One more story. Just one and then we HAVE to get back to farming. Spring fever starts in the autumn you know and I have to get out the calenders and charts and do some planning. Then open and shut some gates. So, one more story and then back to work.
We are going to Kumara but I am cutting in some shots I took in and around a similiar little town on a hot summer day, in the North Island of New Zealand. This is not Kumara in the South Island and in the 60’s but Onga Onga in the North Island last year. But it is NZ. Not ideal but ah well, I took photos with my eyes back when I was a kid And those only print into words.
So, we are going back to New Zealand. We are going back to the mid 1960’s. The Christmas Holidays were our long school holidays. It was high and dry summer. Our summers are Long and Hot. When we were children we would go to stay with my grandparents in Christchurch, in the South Island of New Zealand, every summer.
This particular holiday period the whole family had decamped to another house my grandfather owned in a tiny place on the West Coast called Kumara. Kumara is so small that you could ride a dusty horse carrying three skinny freckled sunkissed children on its bare back, very slowly, down the dusty main road from one end to the other, in about 3 minutes. It has hills and mountains on either side and the valley is so isolated that in those days the locals didn’t even give you a nod hullo, let alone the word, until you had lived there for fifty years. Or so the story goes.
It is an old gold mining town. The hills around are filled with the remnants of many decayed old gold mining towns. This town was still standing, a bit wobbly but it stood with its big roomy houses surrounded by big sagging wooden verandahs. It still had its broken down grand hotel and gorgeous church and lonely store that was always well stocked with icecream.

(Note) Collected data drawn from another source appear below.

use anyhow::{Context, Result};
use image::{imageops::FilterType, DynamicImage, GrayImage};

/// A grayscale bitmap handed to decoders.
#[derive(Debug, Clone)]
pub struct Frame {
    image: GrayImage,
}

impl Frame {
    pub fn new(image: GrayImage) -> Self {
        Self { image }
    }

    pub fn from_dynamic(image: DynamicImage) -> Self {
        Self::new(image.into_luma8())
    }

    /// Decode an encoded still (PNG, JPEG, ...) as delivered by a screenshot call.
    pub fn from_encoded(bytes: &[u8]) -> Result<Self> {
        let image = image::load_from_memory(bytes).context("failed to decode still image")?;
        Ok(Self::from_dynamic(image))
    }

    pub fn width(&self) -> u32 {
        self.image.width()
    }

    pub fn height(&self) -> u32 {
        self.image.height()
    }

    pub fn luma(&self) -> &GrayImage {
        &self.image
    }

    pub fn is_empty(&self) -> bool {
        self.image.width() == 0 || self.image.height() == 0
    }

    /// Luma values of row `y`.
    pub fn row(&self, y: u32) -> &[u8] {
        let width = self.image.width() as usize;
        let start = y as usize * width;
        &self.image.as_raw()[start..start + width]
    }

    /// Downscale to fit `max_width`×`max_height`, keeping aspect ratio.
    /// Frames that already fit are returned as is.
    pub fn fit_within(self, max_width: u32, max_height: u32) -> Self {
        if self.width() <= max_width && self.height() <= max_height {
            return self;
        }
        let resized = DynamicImage::ImageLuma8(self.image).resize(max_width, max_height, FilterType::Triangle);
        Self::from_dynamic(resized)
    }
}
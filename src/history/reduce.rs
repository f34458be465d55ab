use super::config::Reduction;

/// Collapse one bucket's quantities into a single value. `values` must be non-empty.
pub fn reduce(values: &[u32], method: Reduction) -> u64 {
    match method {
        Reduction::Sum => values.iter().map(|&v| u64::from(v)).sum(),
        Reduction::Max => values.iter().copied().max().map(u64::from).unwrap_or(0),
        Reduction::Average => {
            if values.is_empty() {
                return 0;
            }
            let total: u64 = values.iter().map(|&v| u64::from(v)).sum();
            (total as f64 / values.len() as f64).round() as u64
        }
        Reduction::Median => median(values),
    }
}

fn median(values: &[u32]) -> u64 {
    if values.is_empty() {
        return 0;
    }
    let mut sorted = values.to_vec();
    sorted.sort_unstable();

    let mid = sorted.len() / 2;
    if sorted.len() % 2 == 1 {
        u64::from(sorted[mid])
    } else {
        let pair = u64::from(sorted[mid - 1]) + u64::from(sorted[mid]);
        (pair as f64 / 2.0).round() as u64
    }
}
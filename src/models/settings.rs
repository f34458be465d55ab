use serde::{Deserialize, Serialize};

pub const DEFAULT_LOW_STOCK_THRESHOLD: u32 = 3;

#[derive(Debug, Clone, Copy, Serialize, Deserialize, PartialEq, Eq)]
pub struct Settings {
    /// Products at or below this quantity count as low stock.
    pub threshold: u32,
}

impl Default for Settings {
    fn default() -> Self {
        Self {
            threshold: DEFAULT_LOW_STOCK_THRESHOLD,
        }
    }
}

Gold was still being mined in the summer I am taking you there. Back when I was a small child of the 60’s. There was an old gold dredge that was still working its way up the river that ran past Kumara. The dredge sang. All day it sang and all night it sang. In my memory there were no men on this dredge. It was from another time. It was a whole orchestra in itself. It conducted itself. It stood high, dark and long. It moved with infintisimal unstoppable tiny steps, shuffling through and sucking at the shingle of the river bottom with its own terrible agenda. Every single moving part was metal, and every metal part met another metal part and each metal meeting was a different tone and note and rhythm. The shingle being lifted and washed and dumped rattled in under this lilting hitchy squealing jazz, like a brush on a drum. It was a lazy rhythm, and so repetitive a groove, that this myriad of sound worked its way in under your mind, right to the base of your spine and into your lungs. Your heartbeat slowed to its march and all summer we gently slumbered along to this soundtrack. It was our bird song and our footsteps.
Except on Sundays.
On Sundays it stopped itself and rested. The silence was a hole in the ground. It was a touchable stillness. The lack of our soundtrack was a massive sound in itself. All Sunday things were strange. Edgy. Grown ups were irritable. The air got hotter. No-one was hungry.

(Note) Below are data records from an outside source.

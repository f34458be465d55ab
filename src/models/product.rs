//! Product catalog data model.
//!
//! A product is keyed by its barcode and carries an append-only log of
//! quantity changes. `quantity` always mirrors the last history entry.

use serde::{Deserialize, Serialize};

/// One recorded stock level: the quantity right after a change, at `timestamp`
/// (epoch milliseconds).
#[derive(Debug, Clone, Copy, Serialize, Deserialize, PartialEq, Eq)]
#[serde(rename_all = "camelCase")]
pub struct HistoryEntry {
    pub timestamp: i64,
    pub quantity: u32,
}

#[derive(Debug, Clone, Serialize, Deserialize, PartialEq, Eq)]
#[serde(rename_all = "camelCase")]
pub struct Product {
    pub barcode: String,
    pub name: String,
    pub quantity: u32,
    pub last_updated: i64,
    /// Older documents predate history tracking.
    #[serde(default)]
    pub history: Vec<HistoryEntry>,
}

impl Product {
    pub fn new(barcode: String, name: String, quantity: u32, now_ms: i64) -> Self {
        Self {
            barcode,
            name,
            quantity,
            last_updated: now_ms,
            history: vec![HistoryEntry {
                timestamp: now_ms,
                quantity,
            }],
        }
    }

    /// Apply a signed stock delta, flooring at zero, and record the resulting level.
    pub fn apply_delta(&mut self, delta: i64, now_ms: i64) -> u32 {
        let next = i64::from(self.quantity)
            .saturating_add(delta)
            .clamp(0, i64::from(u32::MAX));
        self.quantity = next as u32;
        self.last_updated = now_ms;
        self.history.push(HistoryEntry {
            timestamp: now_ms,
            quantity: self.quantity,
        });
        self.quantity
    }

    pub fn rename(&mut self, name: String, now_ms: i64) {
        self.name = name;
        self.last_updated = now_ms;
    }

    pub fn is_low_stock(&self, threshold: u32) -> bool {
        self.quantity <= threshold
    }
}
use std::sync::{
    atomic::{AtomicBool, Ordering},
    Arc,
};

use anyhow::{anyhow, Result};
use tokio::sync::{oneshot, Mutex};
use tokio::time::{Duration, MissedTickBehavior};
use tokio_util::sync::CancellationToken;

use super::{
    camera::{with_stream, SharedStream},
    config::ScannerConfig,
    decoder::{FrameSource, ProbedBackends, ScanHit},
    frame::Frame,
    state::{ScanEvent, ScanStatus},
};

// Set to true to enable verbose logging in this module
const ENABLE_LOGS: bool = true;

use crate::{log_debug, log_info, log_warn};

/// Everything one session task needs.
pub struct LoopContext {
    pub session_id: String,
    pub stream: SharedStream,
    pub backends: ProbedBackends,
    pub status: Arc<Mutex<ScanStatus>>,
    pub config: ScannerConfig,
    pub cancel_token: CancellationToken,
    pub in_flight: Arc<AtomicBool>,
    pub result_tx: Option<oneshot::Sender<ScanHit>>,
}

/// Holds the per-session in-flight flag for the duration of one attempt.
struct AttemptGuard<'a> {
    flag: &'a AtomicBool,
}

impl<'a> AttemptGuard<'a> {
    fn acquire(flag: &'a AtomicBool) -> Option<Self> {
        flag.compare_exchange(false, true, Ordering::AcqRel, Ordering::Acquire)
            .ok()
            .map(|_| Self { flag })
    }
}

impl Drop for AttemptGuard<'_> {
    fn drop(&mut self) {
        self.flag.store(false, Ordering::Release);
    }
}

/// Screenshot-driven acquisition: one attempt per poll tick.
pub async fn polled_capture_loop(mut ctx: LoopContext) {
    log_info!("polled capture started for session {}", ctx.session_id);
    let hit = run_polled(&ctx).await;
    finish(&mut ctx, hit).await;
}

/// Live-frame decoding on every frame tick, with a canvas retry from the
/// stall-recovery timer.
pub async fn continuous_decode_loop(mut ctx: LoopContext) {
    log_info!("continuous decoding started for session {}", ctx.session_id);
    let hit = run_continuous(&ctx).await;
    finish(&mut ctx, hit).await;
}

async fn run_polled(ctx: &LoopContext) -> Option<ScanHit> {
    let mut ticker = tokio::time::interval(ctx.config.poll_interval);
    ticker.set_missed_tick_behavior(MissedTickBehavior::Delay);

    loop {
        tokio::select! {
            biased;
            _ = ctx.cancel_token.cancelled() => return None,
            _ = ticker.tick() => {
                match polled_attempt(ctx).await {
                    Ok(Some(hit)) => return Some(hit),
                    Ok(None) => {}
                    Err(err) => {
                        log_warn!("capture attempt failed for session {}: {err:#}", ctx.session_id);
                        record_miss(ctx).await;
                    }
                }
            }
        }
    }
}

async fn run_continuous(ctx: &LoopContext) -> Option<ScanHit> {
    let mut frame_ticker = tokio::time::interval(ctx.config.frame_interval);
    frame_ticker.set_missed_tick_behavior(MissedTickBehavior::Delay);
    let mut stall_ticker = tokio::time::interval_at(
        tokio::time::Instant::now() + ctx.config.stall_interval,
        ctx.config.stall_interval,
    );
    stall_ticker.set_missed_tick_behavior(MissedTickBehavior::Delay);

    loop {
        tokio::select! {
            biased;
            _ = ctx.cancel_token.cancelled() => return None,
            _ = frame_ticker.tick() => {
                match frame_attempt(ctx).await {
                    Ok(Some(hit)) => return Some(hit),
                    Ok(None) => {}
                    Err(err) => log_debug!("live decode failed for session {}: {err:#}", ctx.session_id),
                }
            }
            _ = stall_ticker.tick() => {
                match stall_recovery(ctx).await {
                    Ok(Some(hit)) => return Some(hit),
                    Ok(None) => {}
                    Err(err) => {
                        log_warn!("stall recovery failed for session {}: {err:#}", ctx.session_id);
                        record_miss(ctx).await;
                    }
                }
            }
        }
    }
}

/// One polled cycle. `Ok(None)` covers both skipped cycles and misses; misses
/// are recorded here.
async fn polled_attempt(ctx: &LoopContext) -> Result<Option<ScanHit>> {
    if !accepts_attempts(ctx).await {
        return Ok(None);
    }
    let Some(_guard) = AttemptGuard::acquire(&ctx.in_flight) else {
        return Ok(None);
    };

    let (width, height) = (ctx.config.screenshot_width, ctx.config.screenshot_height);
    let screenshot = camera_call(ctx, move |stream| stream.screenshot(width, height)).await?;
    if ctx.cancel_token.is_cancelled() {
        return Ok(None);
    }
    let Some(screenshot) = screenshot else {
        log_debug!("no screenshot available; skipping cycle");
        return Ok(None);
    };

    if !begin_attempt(ctx, ScanEvent::FrameTick).await {
        return Ok(None);
    }

    // Live frame first, the still as fallback. A failed grab counts as no frame.
    let live = match camera_call(ctx, |stream| stream.grab_frame()).await {
        Ok(frame) => frame,
        Err(err) => {
            log_debug!("live frame unavailable for session {}: {err:#}", ctx.session_id);
            None
        }
    };
    if let Some(live) = live {
        if ctx.cancel_token.is_cancelled() {
            return Ok(None);
        }
        if let Some(hit) = detect(ctx, live, FrameSource::Live).await {
            return Ok(Some(hit));
        }
    }
    if ctx.cancel_token.is_cancelled() {
        return Ok(None);
    }

    let still = screenshot.fit_within(width, height);
    if let Some(hit) = detect(ctx, still, FrameSource::Still).await {
        return Ok(Some(hit));
    }

    if !ctx.cancel_token.is_cancelled() {
        record_miss(ctx).await;
    }
    Ok(None)
}

async fn frame_attempt(ctx: &LoopContext) -> Result<Option<ScanHit>> {
    if !accepts_attempts(ctx).await {
        return Ok(None);
    }
    let Some(_guard) = AttemptGuard::acquire(&ctx.in_flight) else {
        return Ok(None);
    };
    if !begin_attempt(ctx, ScanEvent::FrameTick).await {
        return Ok(None);
    }

    let frame = camera_call(ctx, |stream| stream.grab_frame()).await?;
    if ctx.cancel_token.is_cancelled() {
        return Ok(None);
    }
    match frame {
        Some(frame) => Ok(detect(ctx, frame, FrameSource::Live).await),
        None => Ok(None),
    }
}

/// Stall-recovery tick: a canvas decode when due. A tick that ends without a
/// result counts as one failed cycle.
async fn stall_recovery(ctx: &LoopContext) -> Result<Option<ScanHit>> {
    let attempts = {
        let mut status = ctx.status.lock().await;
        if !status.accepts_attempts(&ctx.session_id) {
            return Ok(None);
        }
        status.transition(ScanEvent::StallTimeout);
        status.attempts
    };

    if ctx.config.stall_due(attempts) {
        let Some(_guard) = AttemptGuard::acquire(&ctx.in_flight) else {
            return Ok(None);
        };
        log_debug!("stall recovery at attempt {attempts}");

        let frame = camera_call(ctx, |stream| stream.grab_frame()).await?;
        if ctx.cancel_token.is_cancelled() {
            return Ok(None);
        }
        if let Some(frame) = frame {
            if let Some(hit) = detect(ctx, frame, FrameSource::Canvas).await {
                return Ok(Some(hit));
            }
        }
    }

    if !ctx.cancel_token.is_cancelled() {
        record_miss(ctx).await;
    }
    Ok(None)
}

async fn detect(ctx: &LoopContext, frame: Frame, source: FrameSource) -> Option<ScanHit> {
    ctx.backends
        .detect(Arc::new(frame), source, &ctx.cancel_token)
        .await
}

async fn camera_call<F, T>(ctx: &LoopContext, call: F) -> Result<T>
where
    F: FnOnce(&mut dyn super::camera::VideoStream) -> Result<T> + Send + 'static,
    T: Send + 'static,
{
    let timeout: Duration = ctx.config.step_timeout;
    tokio::time::timeout(timeout, with_stream(&ctx.stream, call))
        .await
        .map_err(|_| anyhow!("camera call timed out after {}ms", timeout.as_millis()))?
}

async fn accepts_attempts(ctx: &LoopContext) -> bool {
    ctx.status.lock().await.accepts_attempts(&ctx.session_id)
}

/// Count an attempt, unless the session stopped accepting them meanwhile.
async fn begin_attempt(ctx: &LoopContext, event: ScanEvent) -> bool {
    let mut status = ctx.status.lock().await;
    if !status.accepts_attempts(&ctx.session_id) {
        return false;
    }
    status.transition(event);
    status.attempts = status.attempts.saturating_add(1);
    true
}

async fn record_miss(ctx: &LoopContext) {
    let mut status = ctx.status.lock().await;
    if status.session_id.as_deref() == Some(ctx.session_id.as_str()) {
        status.record_miss(ctx.config.failure_hint_after);
    }
}

/// Tear the session down, then deliver the hit if there is one and the
/// session was not cancelled meanwhile.
async fn finish(ctx: &mut LoopContext, hit: Option<ScanHit>) {
    let deliver = {
        let mut status = ctx.status.lock().await;
        let owned = status.session_id.as_deref() == Some(ctx.session_id.as_str());
        let deliver = match hit {
            Some(hit) if owned && !ctx.cancel_token.is_cancelled() => {
                status.record_hit(hit.clone());
                status.transition(ScanEvent::Result);
                Some(hit)
            }
            _ => {
                if owned {
                    status.transition(ScanEvent::Cancel);
                }
                None
            }
        };
        ctx.backends.reset();
        if owned {
            status.settle();
        }
        deliver
    };

    match (deliver, ctx.result_tx.take()) {
        (Some(hit), Some(tx)) => {
            log_info!("session {} resolved {}", ctx.session_id, hit.text);
            if tx.send(hit).is_err() {
                log_debug!("scan result receiver dropped for session {}", ctx.session_id);
            }
        }
        _ => log_info!("session {} ended without a result", ctx.session_id),
    }
}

My family was Catholic so on Sunday morning we were instructed to wash and put on clean clothes and SHOES! (the worst bit) and we all walked en masse down the road to the church. Led by grandma and pa, and some mums and dads (the house was big and often there were fifteen and sixteen or more people staying there.) I will get to the food another day. Today we are going to church.

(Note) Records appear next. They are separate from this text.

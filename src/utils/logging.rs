//! Conditional logging macros gated by a module-level `ENABLE_LOGS` flag.
//!
//! The scan loops tick every few hundred milliseconds; keeping their logging
//! behind a per-module switch lets a single module be silenced without
//! touching `RUST_LOG`.
//!
//! Usage:
//! ```ignore
//! const ENABLE_LOGS: bool = true;
//!
//! use crate::{log_debug, log_info};
//!
//! log_info!("camera stream acquired");
//! ```

/// Conditional info logging. The calling module must define `ENABLE_LOGS`.
#[macro_export]
macro_rules! log_info {
    ($($arg:tt)*) => {
        if ENABLE_LOGS {
            log::info!($($arg)*);
        }
    };
}

/// Conditional warn logging. The calling module must define `ENABLE_LOGS`.
#[macro_export]
macro_rules! log_warn {
    ($($arg:tt)*) => {
        if ENABLE_LOGS {
            log::warn!($($arg)*);
        }
    };
}

/// Conditional error logging. The calling module must define `ENABLE_LOGS`.
#[macro_export]
macro_rules! log_error {
    ($($arg:tt)*) => {
        if ENABLE_LOGS {
            log::error!($($arg)*);
        }
    };
}

/// Conditional debug logging, used for per-attempt decode chatter.
#[macro_export]
macro_rules! log_debug {
    ($($arg:tt)*) => {
        if ENABLE_LOGS {
            log::debug!($($arg)*);
        }
    };
}
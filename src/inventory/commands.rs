use std::path::PathBuf;

use crate::{
    inventory::{
        backup, dashboard, DashboardSummary, DeleteOutcome, ImportPreview, InventoryStore,
        NewProduct, ScanRoute,
    },
    models::{Product, Settings},
    AppState,
};

fn store_from_state(state: &AppState) -> InventoryStore {
    state.inventory.clone()
}

pub async fn list_products(state: &AppState) -> Result<Vec<Product>, String> {
    let snapshot = store_from_state(state).snapshot();
    Ok(snapshot.by_recency().into_iter().cloned().collect())
}

pub async fn get_product(state: &AppState, barcode: String) -> Result<Option<Product>, String> {
    Ok(store_from_state(state).lookup(barcode.trim()))
}

pub async fn route_scanned_barcode(state: &AppState, barcode: String) -> Result<ScanRoute, String> {
    Ok(store_from_state(state).route_scan(&barcode))
}

pub async fn submit_manual_barcode(state: &AppState, input: String) -> Result<ScanRoute, String> {
    store_from_state(state)
        .submit_manual_barcode(&input)
        .map_err(|e| e.to_string())
}

pub async fn add_product(state: &AppState, input: NewProduct) -> Result<Product, String> {
    store_from_state(state)
        .add_product(input)
        .await
        .map_err(|e| e.to_string())
}

pub async fn update_stock(state: &AppState, barcode: String, delta: i64) -> Result<Product, String> {
    store_from_state(state)
        .update_stock(&barcode, delta)
        .await
        .map_err(|e| e.to_string())
}

pub async fn rename_product(
    state: &AppState,
    barcode: String,
    name: String,
) -> Result<Product, String> {
    if name.trim().is_empty() {
        return Err("product name must not be empty".into());
    }
    store_from_state(state)
        .rename(&barcode, name)
        .await
        .map_err(|e| e.to_string())
}

pub async fn delete_product(state: &AppState, barcode: String) -> Result<DeleteOutcome, String> {
    store_from_state(state)
        .delete(&barcode)
        .await
        .map_err(|e| e.to_string())
}

pub async fn get_dashboard(state: &AppState) -> Result<DashboardSummary, String> {
    let snapshot = store_from_state(state).snapshot();
    Ok(dashboard::summarize(&snapshot, state.settings.threshold()))
}

pub async fn get_settings(state: &AppState) -> Result<Settings, String> {
    Ok(state.settings.settings())
}

pub async fn set_low_stock_threshold(state: &AppState, threshold: u32) -> Result<(), String> {
    state
        .settings
        .update_threshold(threshold)
        .await
        .map_err(|e| e.to_string())
}

pub async fn export_backup(state: &AppState) -> Result<PathBuf, String> {
    backup::export_backup(&state.inventory, &state.settings, &state.export_dir)
        .await
        .map_err(|e| e.to_string())
}

/// Parse a backup and report what a restore would replace. Nothing is applied.
pub async fn preview_import(state: &AppState, path: PathBuf) -> Result<ImportPreview, String> {
    let candidate = backup::read_backup(&path).await.map_err(|e| e.to_string())?;
    Ok(candidate.preview(&state.inventory.snapshot()))
}

pub async fn confirm_import(state: &AppState, path: PathBuf) -> Result<(), String> {
    let candidate = backup::read_backup(&path).await.map_err(|e| e.to_string())?;
    backup::restore_backup(&state.inventory, &state.settings, candidate)
        .await
        .map_err(|e| e.to_string())
}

I was never a particularly pious child. Though I was very good at looking prayerful. I must has been 5 or 6 in this story so going to church was not a choice nor was it a chore. It just was. I watched the light that filtered in through the stained glass windows, brightening the saints glass eyes and was quite content to just be sat for a moment just watching. I was small enough to be able to slip to the kneeler when Mum had her eyes shut and crane my head down to look across the floor and through the legs to watch the fluff balls rock in the cool from the big open church doors, the heat would be pushed along the floor by wafts of a tiny breeze. The silence hung around us.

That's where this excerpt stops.